Why even return to an old spending orthodoxy that Republicans preached but never really practiced? The spending programs and priorities are obviously relevant, said Oren Cass, the executive director of American Compass, a right-of-center think tank trying to make sense of the successes and failures of the Trump presidency. But, he added, the principles about what constitutes acceptable levels of spending or debt should not fluctuate based on the party of the administration.

“As Republicans think about the different policy levers at their disposal, they have to grapple with the success that things like low interest rates and lots of spending seem to generate rather than just trying to claim that tax cuts and deregulation are what got the job done,” Cass argued before name-checking and then rejecting the views of Trump adviser Stephen Moore, who opposes deficit spending as counterproductive redistribution.

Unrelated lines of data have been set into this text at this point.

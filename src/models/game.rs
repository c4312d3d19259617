//! Game, Group, Fixture, and knockout data for one activity's mini-tournament.

use crate::models::player::PlayerId;
use serde::{Deserialize, Serialize};

/// Number of games (activities) in a tournament night.
pub const GAME_COUNT: usize = 6;

/// Players per group.
pub const GROUP_SIZE: usize = 4;

/// Round-robin fixtures per group: the 6 unique pairings among 4 positions.
pub const FIXTURES_PER_GROUP: usize = 6;

/// Fixed positional pairings, in play order. Fixtures pair group positions,
/// not names, so reshuffling a group re-targets every fixture.
pub const PAIRINGS: [(usize, usize); FIXTURES_PER_GROUP] =
    [(0, 1), (0, 2), (0, 3), (1, 2), (1, 3), (2, 3)];

/// Group label within a game.
#[derive(Clone, Copy, Debug, Eq, Hash, PartialEq, Serialize, Deserialize)]
pub enum GroupLabel {
    A,
    B,
    C,
    D,
}

impl GroupLabel {
    pub const ALL: [GroupLabel; 4] = [GroupLabel::A, GroupLabel::B, GroupLabel::C, GroupLabel::D];

    /// Index into a game's `groups` / `fixtures` arrays.
    pub fn index(self) -> usize {
        match self {
            GroupLabel::A => 0,
            GroupLabel::B => 1,
            GroupLabel::C => 2,
            GroupLabel::D => 3,
        }
    }

    pub fn as_str(self) -> &'static str {
        match self {
            GroupLabel::A => "A",
            GroupLabel::B => "B",
            GroupLabel::C => "C",
            GroupLabel::D => "D",
        }
    }
}

/// Which knockout fixture of a game.
#[derive(Clone, Copy, Debug, Eq, PartialEq, Serialize, Deserialize)]
#[serde(rename_all = "snake_case")]
pub enum KnockoutStage {
    Semi1,
    Semi2,
    Final,
}

/// Which side of a fixture a score belongs to (first-listed player is home).
#[derive(Clone, Copy, Debug, Eq, PartialEq, Serialize, Deserialize)]
#[serde(rename_all = "snake_case")]
pub enum Side {
    Home,
    Away,
}

/// One fixture's entered scores; `None` means not yet entered.
///
/// Shared by round-robin and knockout fixtures: both are just a pair of
/// optional non-negative scores, participants are determined elsewhere
/// (group positions for round-robin, derived winners for knockouts).
#[derive(Clone, Copy, Debug, Default, Eq, PartialEq, Serialize, Deserialize)]
pub struct Fixture {
    pub home: Option<u32>,
    pub away: Option<u32>,
}

impl Fixture {
    /// Neither side entered yet.
    pub fn is_blank(&self) -> bool {
        self.home.is_none() && self.away.is_none()
    }

    /// Both sides entered.
    pub fn is_scored(&self) -> bool {
        self.home.is_some() && self.away.is_some()
    }

    pub fn set_score(&mut self, side: Side, score: Option<u32>) {
        match side {
            Side::Home => self.home = score,
            Side::Away => self.away = score,
        }
    }
}

/// Parse raw score input from the view layer: empty means "not entered",
/// anything non-numeric scores as 0.
pub fn parse_score(raw: &str) -> Option<u32> {
    let raw = raw.trim();
    if raw.is_empty() {
        return None;
    }
    Some(raw.parse().unwrap_or(0))
}

/// The three knockout fixtures of a game. Participants are never stored
/// here; they are derived from group winners on every read.
#[derive(Clone, Debug, Default, Eq, PartialEq, Serialize, Deserialize)]
pub struct Knockouts {
    pub semi1: Fixture,
    pub semi2: Fixture,
    #[serde(rename = "final")]
    pub final_match: Fixture,
}

impl Knockouts {
    pub fn fixture(&self, stage: KnockoutStage) -> &Fixture {
        match stage {
            KnockoutStage::Semi1 => &self.semi1,
            KnockoutStage::Semi2 => &self.semi2,
            KnockoutStage::Final => &self.final_match,
        }
    }

    pub fn fixture_mut(&mut self, stage: KnockoutStage) -> &mut Fixture {
        match stage {
            KnockoutStage::Semi1 => &mut self.semi1,
            KnockoutStage::Semi2 => &mut self.semi2,
            KnockoutStage::Final => &mut self.final_match,
        }
    }
}

/// One activity's mini-tournament: 4 groups, their round-robin fixtures,
/// and the knockout bracket scores.
#[derive(Clone, Debug, Eq, PartialEq, Serialize, Deserialize)]
pub struct Game {
    pub name: String,
    /// Indexed by `GroupLabel::index()`. Each group is empty (unassigned)
    /// or holds `GROUP_SIZE` player ids; positions are meaningful.
    pub groups: [Vec<PlayerId>; 4],
    /// Entered round-robin scores, `fixtures[group][pairing]`.
    pub fixtures: [[Fixture; FIXTURES_PER_GROUP]; 4],
    pub knockouts: Knockouts,
}

impl Game {
    /// Create an empty game named "Game {num}".
    pub fn new(num: usize) -> Self {
        Self {
            name: format!("Game {num}"),
            groups: Default::default(),
            fixtures: Default::default(),
            knockouts: Knockouts::default(),
        }
    }

    pub fn group(&self, label: GroupLabel) -> &[PlayerId] {
        &self.groups[label.index()]
    }

    pub fn group_fixtures(&self, label: GroupLabel) -> &[Fixture; FIXTURES_PER_GROUP] {
        &self.fixtures[label.index()]
    }

    /// Any round-robin score entered anywhere in this game. Knockout scores
    /// do not count: groups stay editable until group play starts.
    pub fn has_results(&self) -> bool {
        self.fixtures
            .iter()
            .flatten()
            .any(|fixture| !fixture.is_blank())
    }

    /// All 6 of a group's fixtures fully entered (used to gate showing the
    /// group winner's name in bracket slots).
    pub fn group_complete(&self, label: GroupLabel) -> bool {
        self.group_fixtures(label).iter().all(Fixture::is_scored)
    }
}

/// The default 6 empty games, "Game 1" through "Game 6".
pub fn default_games() -> Vec<Game> {
    (1..=GAME_COUNT).map(Game::new).collect()
}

“It’s pretty clear that tax cuts were an enormous success by any measure,” Moore said of the budget policies he helped design. “My own view on this right now is that growth is the answer to almost all of these problems.” Moore would not defend Republicans who defaulted on their debt promises though he did say that federal borrowing at low interest rates isn’t necessarily a bad thing. But as Republicans prepare for the next four years, the conservative economist encouraged them to fight Biden “on every single penny that he wants to spend.”

They ought to reject as erroneous, he continued, “this total mythology that government spending stimulates the economy. It just doesn't. All it does is rob Peter to pay Paul — there is no positive return to almost any government spending.”

“I mean, if you believe that then you're not a Republican,” he added. “You’re a Democrat.”